Of course streaming works as well with Chat:
ce = index.as_chat_engine(streaming=True)
response = ce.stream_chat("Will robots kill us all?")
for chunk in response.chat_stream:
print(chunk.delta or "", end="", flush=True)
The search results indicate a focus on the relationship between humans and robots, emphasizing the need for co-intelligence and the best use of automated systems [2]. The discussions revolve around ensuring that automated systems are designed, tested, and protected to prevent potential harmful outcomes [1]. While there are concerns about the use of surveillance technology by companies like Amazon and Walmart, the emphasis is on balancing equities and maintaining oversight in law enforcement activities [5]. The search results do not directly answer whether robots will kill us all, but they highlight the importance of proactive protections, context-specific guidance, and existing policies to govern the use of automated systems in various settings [6].
Agentic RAG¶
Let's create a ReAct Agent using LlamaIndex that utilizes Vectara as its RAG tool.
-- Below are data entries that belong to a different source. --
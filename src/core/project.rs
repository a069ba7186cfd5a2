//! Project discovery and structure

use miette::Diagnostic;
use std::path::{Path, PathBuf};
use thiserror::Error;

use crate::core::identity::{EntityId, EntityPrefix};

/// Name of the hidden project directory
pub const PROJECT_DIR: &str = ".qms";

/// File suffix for record files
pub const RECORD_SUFFIX: &str = ".qms.yaml";

/// A quality records project rooted at the parent of `.qms/`
#[derive(Debug, Clone)]
pub struct Project {
    root: PathBuf,
}

impl Project {
    /// Find project root by walking up from the current directory
    pub fn discover() -> Result<Self, ProjectError> {
        let current = std::env::current_dir().map_err(|e| ProjectError::IoError(e.to_string()))?;
        Self::discover_from(&current)
    }

    /// Find project root by walking up from the given directory
    pub fn discover_from(start: &Path) -> Result<Self, ProjectError> {
        let mut current = start
            .canonicalize()
            .map_err(|e| ProjectError::IoError(e.to_string()))?;

        loop {
            if current.join(PROJECT_DIR).is_dir() {
                return Ok(Self { root: current });
            }

            if !current.pop() {
                return Err(ProjectError::NotFound {
                    searched_from: start.to_path_buf(),
                });
            }
        }
    }

    /// Create a new project structure at the given path
    pub fn init(path: &Path) -> Result<Self, ProjectError> {
        let root = path.canonicalize().unwrap_or_else(|_| path.to_path_buf());

        if root.join(PROJECT_DIR).exists() {
            return Err(ProjectError::AlreadyExists(root));
        }

        Self::init_force(&root)
    }

    /// Initialize even if `.qms/` exists; existing records are left alone
    pub fn init_force(path: &Path) -> Result<Self, ProjectError> {
        let root = path.canonicalize().unwrap_or_else(|_| path.to_path_buf());
        let qms_dir = root.join(PROJECT_DIR);

        std::fs::create_dir_all(&qms_dir).map_err(|e| ProjectError::IoError(e.to_string()))?;

        let config_path = qms_dir.join("config.yaml");
        if !config_path.exists() {
            std::fs::write(&config_path, Self::default_config())
                .map_err(|e| ProjectError::IoError(e.to_string()))?;
        }

        for prefix in EntityPrefix::all() {
            std::fs::create_dir_all(root.join(Self::entity_directory(*prefix)))
                .map_err(|e| ProjectError::IoError(e.to_string()))?;
        }

        Ok(Self { root })
    }

    fn default_config() -> &'static str {
        r#"# Quality records project configuration

# Default author for new records and transition sign-offs
# author: ""

# Default output format (auto, yaml, tsv, json, csv, md, id)
# default_format: auto

# Which records accept field edits through `update`:
#   unrestricted  - any status
#   non_terminal  - any status with outgoing transitions (default)
#   initial_only  - only records still in their initial status
# update_policy: non_terminal

# Prefix and zero-padding for auto-numbered NCRs (NCR-2025-003)
# ncr_prefix: NCR
# number_width: 3
"#
    }

    /// Get the project root directory
    pub fn root(&self) -> &Path {
        &self.root
    }

    /// Get the .qms configuration directory
    pub fn qms_dir(&self) -> PathBuf {
        self.root.join(PROJECT_DIR)
    }

    /// Path of the persisted sequence counters
    pub fn sequences_path(&self) -> PathBuf {
        self.qms_dir().join("sequences.json")
    }

    /// Get the path for a record file
    pub fn entity_path(&self, prefix: EntityPrefix, id: &EntityId) -> PathBuf {
        self.root
            .join(Self::entity_directory(prefix))
            .join(format!("{}{}", id, RECORD_SUFFIX))
    }

    /// Absolute directory holding one family's records
    pub fn family_dir(&self, prefix: EntityPrefix) -> PathBuf {
        self.root.join(Self::entity_directory(prefix))
    }

    /// Get the directory for a given record prefix
    pub fn entity_directory(prefix: EntityPrefix) -> &'static str {
        match prefix {
            EntityPrefix::Ncr => "quality/ncrs",
            EntityPrefix::Nc => "quality/nonconformances",
            EntityPrefix::Capa => "quality/capas",
            EntityPrefix::Ca => "quality/corrective_actions",
            EntityPrefix::Pa => "quality/preventive_actions",
            EntityPrefix::Aud => "audits/plans",
            EntityPrefix::Fnd => "audits/findings",
            EntityPrefix::Insp => "inspections/records",
            EntityPrefix::Ires => "inspections/results",
            EntityPrefix::Qct => "qc/templates",
            EntityPrefix::Qcp => "qc/parameters",
        }
    }
}

/// Errors that can occur during project operations
#[derive(Debug, Error, Diagnostic)]
pub enum ProjectError {
    #[error("not a quality records project (searched from {searched_from:?})")]
    #[diagnostic(code(qms::project::not_found), help("run 'qms init' to create one"))]
    NotFound { searched_from: PathBuf },

    #[error("project already exists at {0:?}")]
    #[diagnostic(code(qms::project::exists), help("use 'qms init --force' to repair the layout"))]
    AlreadyExists(PathBuf),

    #[error("IO error: {0}")]
    #[diagnostic(code(qms::project::io))]
    IoError(String),
}

#[cfg(test)]
mod tests {
    use super::*;
    use tempfile::tempdir;

    #[test]
    fn test_project_init_creates_structure() {
        let tmp = tempdir().unwrap();
        let project = Project::init(tmp.path()).unwrap();

        assert!(project.qms_dir().join("config.yaml").exists());
        assert!(project.root().join("quality/ncrs").is_dir());
        assert!(project.root().join("quality/capas").is_dir());
        assert!(project.root().join("audits/findings").is_dir());
        assert!(project.root().join("inspections/results").is_dir());
        assert!(project.root().join("qc/parameters").is_dir());
    }

    #[test]
    fn test_project_init_fails_if_exists() {
        let tmp = tempdir().unwrap();
        Project::init(tmp.path()).unwrap();

        let err = Project::init(tmp.path()).unwrap_err();
        assert!(matches!(err, ProjectError::AlreadyExists(_)));
        assert!(Project::init_force(tmp.path()).is_ok());
    }

    #[test]
    fn test_project_discover_finds_qms_dir() {
        let tmp = tempdir().unwrap();
        Project::init(tmp.path()).unwrap();

        let subdir = tmp.path().join("some/nested/dir");
        std::fs::create_dir_all(&subdir).unwrap();

        let project = Project::discover_from(&subdir).unwrap();
        assert_eq!(
            project.root().canonicalize().unwrap(),
            tmp.path().canonicalize().unwrap()
        );
    }

    #[test]
    fn test_project_discover_fails_without_qms_dir() {
        let tmp = tempdir().unwrap();
        let err = Project::discover_from(tmp.path()).unwrap_err();
        assert!(matches!(err, ProjectError::NotFound { .. }));
    }

    #[test]
    fn test_entity_path_uses_family_directory() {
        let tmp = tempdir().unwrap();
        let project = Project::init(tmp.path()).unwrap();
        let id = EntityId::new(EntityPrefix::Ires);
        let path = project.entity_path(EntityPrefix::Ires, &id);
        assert!(path.ends_with(format!("inspections/results/{}.qms.yaml", id)));
    }
}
For this you would need to use another LLM as the driver of the agent resoning, and we are using OpenAI's GPT4o here as an example.
(for this to work, please make sure you have OPENAI_API_KEY
defined in your environment).
from llama_index.core.agent import ReActAgent
from llama_index.llms.openai import OpenAI
from llama_index.core.tools import QueryEngineTool, ToolMetadata
llm = OpenAI(model="gpt-4o", temperature=0)
vectara_tool = QueryEngineTool(
query_engine=index.as_query_engine(
summary_enabled=True,
summary_num_results=5,
summary_response_lang="en",
summary_prompt_name="vectara-summary-ext-24-05-large",
reranker="mmr",
rerank_k=50,
mmr_diversity_bias=0.2,
),
metadata=ToolMetadata(
name="Vectara",
description="Vectara Query Engine that is able to answer Questions about AI regulation.",
),
)
agent = ReActAgent.from_tools(
tools=[vectara_tool],
llm=llm,
context="""
You are a helpful chatbot that answers any user questions around AI regulations using the Vectara tool.
You break down complex questions into simpler ones.
You use the Vectara query engine to help provide answers to simpler questions.
""",
verbose=True,
)
question = """
What are the risks of AI? What are the benefits?
Compare and contrast and provide a summary with arguments for and against from experts.
"""
print(agent.chat(question).response)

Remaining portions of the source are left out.